HEAP kicks off June 6

HUNTSVILLE — When it comes to summer fun, the Huntsville Enrichment Activities Program has a long history.

Now in its 42nd year, HEAP provides a variety of engaging and fun activities – from music to food to karate – to hundreds of local kids every year, and registration is now open for the summer 2011 program that kicks off June 6.

An annual partnership between Huntsville HISD, the city of Huntsville and a group of educators who give up a portion of their summer to continue teaching, HEAP brings together a diverse group of children to learn new skills, participate in educational activities and reinforce life skills.

“It gives them something worthwhile to do in the summertime, and it’s not just recreation. There’s a lot of learning that takes place,” HEAP Director John Fortner said. “These are certified, qualified, caring teachers, and they bring their A game when they come to HEAP. It’s a very enjoyable thing for me to walk around and see these master teachers at work. It kind of makes you want to take the classes yourself.”

Last year’s HEAP sessions drew nearly 400 children, who participated daily in activities like science experiments, karate, cup stacking, outdoor exploring, computer camp and music.

Parents and children can pick up registration forms for HEAP 2011 at all Huntsville ISD elementary schools as well as Huntsville City Hall, the Huntsville Public Library, the Huntsville Item and the Huntsville-Walker County Chamber of Commerce

HEAP offers a pair of two week sessions, and divides participants into two age groups: ages 6 to 9 and ages 10 to 13. Children who will turn 6 before Sept. 1 are eligible to participate, Fortner said.

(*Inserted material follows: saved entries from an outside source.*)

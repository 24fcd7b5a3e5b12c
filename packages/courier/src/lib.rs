//! Courier server
//!
//! Two listeners share one [`AppState`]:
//! - the WebSocket listener feeds client frames into the [`Relay`] and pushes
//!   the resulting deliveries to per-connection outboxes;
//! - the HTTP listener serves health, media upload and media download.

pub mod config;
pub mod handlers;
pub mod metrics;
pub mod outbox;
pub mod storage;
#[cfg(test)]
mod test_helpers;

use anyhow::Result;
use axum::{
    Router,
    extract::DefaultBodyLimit,
    routing::{get, post},
};
use courier_relay::Relay;
use std::sync::Arc;
use tokio_util::sync::CancellationToken;
use tower_http::cors::CorsLayer;
use tower_http::trace::{MakeSpan, TraceLayer};
use uuid::Uuid;

use crate::config::{CourierConfig, RelayConfig};
use crate::metrics::RelayMetrics;
use crate::outbox::Outboxes;
use crate::storage::MediaStore;

/// Room left in the request body limit for multipart framing around the file.
const UPLOAD_OVERHEAD_BYTES: usize = 64 * 1024;

#[derive(Clone)]
pub struct AppState {
    pub relay: Arc<Relay>,
    pub outboxes: Arc<Outboxes>,
    pub media: Arc<MediaStore>,
    pub metrics: Arc<RelayMetrics>,
    pub relay_config: Arc<RelayConfig>,
    /// Cancelled on server shutdown; open WebSocket sessions end when it fires.
    pub shutdown: CancellationToken,
}

impl AppState {
    pub fn new(config: &CourierConfig) -> Result<Self> {
        Ok(Self {
            relay: Arc::new(Relay::new()),
            outboxes: Arc::new(Outboxes::new()),
            media: Arc::new(MediaStore::new(&config.storage)?),
            metrics: Arc::new(RelayMetrics::new()),
            relay_config: Arc::new(config.relay.clone()),
            shutdown: CancellationToken::new(),
        })
    }
}

/// Adds a unique request ID to each incoming request's span
#[derive(Clone)]
struct RequestIdMakeSpan;

impl<B> MakeSpan<B> for RequestIdMakeSpan {
    fn make_span(&mut self, request: &axum::http::Request<B>) -> tracing::Span {
        let request_id = Uuid::new_v4().to_string();
        tracing::info_span!(
            "request",
            method = %request.method(),
            uri = %request.uri(),
            request_id = %request_id,
        )
    }
}

/// Health, upload and download routes.
pub fn http_router(state: AppState) -> Router {
    let body_limit = usize::try_from(state.media.max_file_size_bytes())
        .unwrap_or(usize::MAX)
        .saturating_add(UPLOAD_OVERHEAD_BYTES);

    Router::new()
        .route("/health", get(handlers::health_handler))
        .route("/health/live", get(handlers::health_live_handler))
        .route(
            "/upload",
            post(handlers::upload_handler).layer(DefaultBodyLimit::max(body_limit)),
        )
        .route("/download/{filename}", get(handlers::download_handler))
        .layer(CorsLayer::permissive())
        .layer(TraceLayer::new_for_http().make_span_with(RequestIdMakeSpan))
        .with_state(state)
}

/// WebSocket upgrade on any path, matching clients that dial the bare port.
pub fn ws_router(state: AppState) -> Router {
    Router::new()
        .route("/", get(handlers::websocket_handler))
        .fallback(handlers::websocket_handler)
        .with_state(state)
}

The cost of the program is $40 per child for a two week session, which includes breakfast, lunch and a snack. Daily sessions run from 8 a.m. to noon at Huntsville Intermediate School, and Fortner noted the Huntsville YMCA will host its own afternoon program for parents interested in giving their students further activities following HEAP.

For Fortner and the more than 20 local educators who work on the program each year, HEAP is about more than just giving kids something to do for half a day. It’s a chance to reinforce the life skills they learn each day from their own families.

“It’s challenging to them. Kids like to be challenged,” Fortner said. “They learn cooperation, common courtesy, respect. In short I really believe that our program increases the quality of their lives. Without realizing it, we’re reinforcing what parents are teaching at home, so that benefits the family too.”